Une récente étude menée par des chercheurs de l’Université de Zhejiang a mis en lumière des similitudes surprenantes dans la façon dont les humains et les modèles de langage, tels que ChatGPT, génèrent et représentent des phrases. En s’appuyant sur une tâche innovante d’apprentissage, les participants humains et les modèles ont été invités à supprimer des éléments de phrases, révélant ainsi une approche commune dans le traitement et la représentation syntactique du langage. Les résultats de cette recherche ouvrent de nouvelles perspectives sur la cognition linguistique et les mécanismes sous-jacents qui gouvernent la compréhension du langage chez les humains comparés aux intelligences artificielles.
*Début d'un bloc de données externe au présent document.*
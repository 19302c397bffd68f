#![no_main]

use libfuzzer_sys::fuzz_target;
use map_overlay_select::core::{parse_geometry_text, GeometryKind, GeometryValue};

fuzz_target!(|data: &[u8]| {
    if let Ok(text) = std::str::from_utf8(data) {
        let _ = parse_geometry_text(text);
        for kind in [
            GeometryKind::Point,
            GeometryKind::LineString,
            GeometryKind::Polygon,
            GeometryKind::Circle,
        ] {
            let _ = GeometryValue::from_field(kind, &serde_json::Value::String(text.to_owned()));
        }
    }
});
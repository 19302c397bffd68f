//! Handler für Datensätze, Feld-Konfiguration und Overlay-Aufbau.

use std::sync::Arc;

use crate::app::use_cases;
use crate::app::AppState;
use crate::core::{FieldNames, GeometryKind, RecordSet};
use crate::shared::OverlayOptions;

/// Übernimmt eine neue Datensatz-Menge.
pub fn set_records(state: &mut AppState, records: Arc<RecordSet>) {
    state.records = records;
}

/// Übernimmt Feld-Konfiguration und Feldtyp des Geometriefeldes.
pub fn set_field_config(
    state: &mut AppState,
    fields: FieldNames,
    geometry_kind: Option<GeometryKind>,
) {
    state.field_names = fields;
    state.geometry_kind = geometry_kind;
}

/// Übernimmt neue Darstellungs-Optionen.
pub fn apply_options(state: &mut AppState, options: OverlayOptions) {
    use_cases::overlays::apply_options(state, options);
}

/// Baut die Overlays neu auf.
pub fn rebuild(state: &mut AppState) {
    use_cases::overlays::rebuild_overlays(state);
}

/// Bindet die Klick-Listener neu.
pub fn bind_clicks(state: &mut AppState) {
    use_cases::overlays::bind_overlay_clicks(state);
}
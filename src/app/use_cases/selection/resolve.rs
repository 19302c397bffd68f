//! Use-Case: Enthaltensein-Auflösung einer Lasso-Region.

use glam::DVec2;

use crate::app::ports::OverlayHandle;
use crate::app::registry::OverlayRegistry;
use crate::app::AppState;
use crate::core::{geometry_in_region, RecordId};

/// Overlays, deren Geometrie in der Region liegt, in Overlay-Reihenfolge.
///
/// Die Region selbst wird übersprungen. Punkte und Kreise werden über ihren
/// (Mittel-)Punkt getestet, Linien und Polygone über beliebige Vertices.
pub fn contained_overlays(
    registry: &OverlayRegistry,
    boundary: &[DVec2],
    region: OverlayHandle,
) -> Vec<OverlayHandle> {
    registry
        .iter()
        .filter(|overlay| overlay.handle != region)
        .filter(|overlay| geometry_in_region(&overlay.geometry, boundary))
        .map(|overlay| overlay.handle)
        .collect()
}

/// Hebt alle enthaltenen Overlays bestätigt hervor und liefert ihre Datensatz-IDs.
///
/// Bestätigte Hervorhebungen überstehen einen späteren Rollback.
pub fn highlight_contained(
    state: &mut AppState,
    boundary: &[DVec2],
    region: OverlayHandle,
) -> Vec<RecordId> {
    let handles = contained_overlays(&state.registry, boundary, region);
    let mut ids = Vec::with_capacity(handles.len());

    for handle in handles {
        let Some(overlay) = state.registry.get(handle) else {
            continue;
        };
        ids.push(overlay.record_id.clone());
        state
            .registry
            .set_highlight(handle, true, true, state.map.as_mut(), &state.options);
    }
    ids
}
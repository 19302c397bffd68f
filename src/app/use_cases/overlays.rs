//! Use-Case: Overlay-Menge aus der Datensatz-Menge aufbauen.
//!
//! Jeder Neuaufbau gibt vorher alle Overlays und Klick-Listener der alten
//! Menge frei. Datensätze ohne darstellbare Geometrie werden übersprungen.

use crate::app::ports::{ListenerTarget, MapEvent};
use crate::app::registry::OverlayRecord;
use crate::app::AppState;
use crate::core::GeometryValue;
use crate::shared::{OverlayOptions, OverlayStyle};

use super::filter_bridge;

/// Baut alle Overlays neu auf und passt den Viewport an.
pub fn rebuild_overlays(state: &mut AppState) {
    state.listeners.overlay_clicks.release(state.map.as_mut());
    state.registry.clear(state.map.as_mut());

    if state.selection.click_selected.take().is_some() {
        filter_bridge::publish_filter(state, None);
    }

    let Some(kind) = state.geometry_kind else {
        log::debug!("Geometriefeld unbekannt, keine Overlays");
        return;
    };
    let Some(session) = state.map.as_mut() else {
        log::debug!("Karte nicht initialisiert, Overlay-Aufbau übersprungen");
        return;
    };

    let records = state.records.clone();
    let mut skipped = 0usize;

    for record in &records.records {
        let Some(raw) = record.get(&state.field_names.field) else {
            skipped += 1;
            continue;
        };
        let Some(geometry) = GeometryValue::from_field(kind, raw) else {
            skipped += 1;
            continue;
        };
        let Some(record_id) = record.id(&records.primary_key) else {
            log::warn!(
                "Datensatz ohne Primärschlüssel '{}' übersprungen",
                records.primary_key
            );
            skipped += 1;
            continue;
        };

        let label = state
            .field_names
            .marker
            .as_deref()
            .and_then(|marker| record.label_text(marker));

        let style = OverlayStyle::from_options(&state.options, false, label.as_deref());
        let Some(handle) = session.map.create_overlay(kind, &geometry, &style) else {
            log::debug!("Provider lehnt Overlay für {record_id} ab");
            skipped += 1;
            continue;
        };
        state.registry.insert(OverlayRecord {
            record_id,
            geometry,
            handle,
            label,
            selected: false,
            confirmed: false,
        });
    }

    let handles = state.registry.handles();
    if !handles.is_empty() {
        session.map.fit_viewport(&handles);
    }

    log::info!(
        "Overlays aufgebaut: {} Overlays, {} Datensätze übersprungen",
        handles.len(),
        skipped
    );
}

/// Bindet den Klick-Listener auf jedem Overlay der aktuellen Menge.
pub fn bind_overlay_clicks(state: &mut AppState) {
    state.listeners.overlay_clicks.release(state.map.as_mut());

    let Some(session) = state.map.as_mut() else {
        return;
    };
    for handle in state.registry.handles() {
        state.listeners.overlay_clicks.bind_map(
            session.map.as_mut(),
            ListenerTarget::Overlay(handle),
            MapEvent::Click,
        );
    }
}

/// Übernimmt neue Optionen und stellt alle Overlays neu dar.
pub fn apply_options(state: &mut AppState, options: OverlayOptions) {
    state.options = options;
    if let Some(session) = state.map.as_mut() {
        state.registry.restyle_all(session, &state.options);
    }
}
Une récente étude menée par des chercheurs de l’Université de Zhejiang a mis en avant des similarités étonnantes dans la façon dont les humains et les modèles de langage, tels que ChatGPT, génèrent des représentations des phrases. Grâce à une tâche innovante de représentation de phrases, les résultats démontrent que les deux groupes tendent à supprimer les mêmes types de mots, suggérant ainsi une base cognitive commune dans le traitement linguistique.
Contexte de l’étude
Depuis des décennies, les psychologues et les scientifiques du comportement s’efforcent de comprendre comment les individus représentent, encodent et traitent les lettres, les mots et les phrases. L’émergence de modèles de langage de grande taille (LLMs) a ouvert de nouvelles possibilités de recherche dans ce domaine, ces modèles étant spécialement conçus pour créer et traiter des textes dans différentes langues humaines. L’objectif est de mieux saisir les processus cognitifs impliqués dans l’encodage et le déchiffrement du langage.
Méthodologie de l’étude
Les chercheurs ont conçu une tâche unique pour étudier la représentation des phrases et ont testé à la fois des LLMs et des humains. Leur étude, publiée dans Nature Human Behavior, a impliqué 372 participants humains, tous utilisateurs natifs de chinois ou d’anglais, ainsi que des bilingues. Les participants ont été confrontés à une tâche linguistique qui a également été exécutée par ChatGPT.
La tâche expérimentale
Au cours de l’expérience, les participants devaient supprimer une série de mots d’une phrase. Chaque essai montrait à la fois aux humains et à ChatGPT une démonstration unique, après quoi ils devaient déduire la règle à suivre pour supprimer les mots. Selon les chercheurs, les participants et les LLMs avaient pour mission de déterminer quels mots devaient être supprimés d’une phrase, et les résultats ont montré une tendance à éliminer des constituants, suivant des règles spécifiques à chaque langue.
Résultats et implications
Les conclusions des chercheurs indiquent que les représentations internes des phrases chez les LLMs s’alignent avec la théorie linguistique. Tant les humains que ChatGPT ont tendance à supprimer des constituants grammaticaux cohérents plutôt que des séquences de mots aléatoires. De plus, les chaînes de mots supprimées variaient en fonction de la langue utilisée pour la tâche, suivant des règles spécifiques aux langues chinoise et anglaise.
Rôle des représentations syntaxiques latentes
Les résultats avancent que le traitement linguistique, tant chez les humains que chez les LLMs, est guidé par des représentations syntaxiques latentes. En effet, l’étude a révélé que la structure d’arbre des constituants sous-jacente pouvait être reconstruite à partir des chaînes de mots supprimées par les deux groupes. Ces résultats ne peuvent pas être expliqués par des modèles se basant uniquement sur les propriétés et les positions des mots.
Perspectives futures
Les découvertes de cette recherche posent les bases pour de futures études sur les motifs de représentation linguistique des LLMs et des humains. Des adaptations de la tâche de suppression de mots pourraient être mises en œuvre, ou de nouveaux paradigmes pourraient être explorés pour approfondir notre compréhension de la façon dont le langage est traité entre l’intelligence humaine et artificielle.
Pour en savoir plus sur les avancées en matière de modèles de langage et leur impact sur la cognition humaine, vous pouvez consulter des articles supplémentaires, tels que celui-ci sur la représentation du langage dans le cerveau.
Cette étude souligne l’importance des recherches actuelles à l’intersection de la psychologie et de l’intelligence artificielle, et ouvre des discussions essentielles sur nos capacités linguistiques et cognitives. Pour des réflexions connexes sur l’évolution des modèles de langage et leur utilisation, jetons également un œil à des sujets plus larges, tels que les défis de la détection humaine en 3D (ici), ou le rôle des femmes dans le jeu vidéo (ici). En intégrant ces éléments à notre discussion, nous pouvons apprécier la complexité et l’interconnexion des avancées dans le champ du traitement du langage naturel.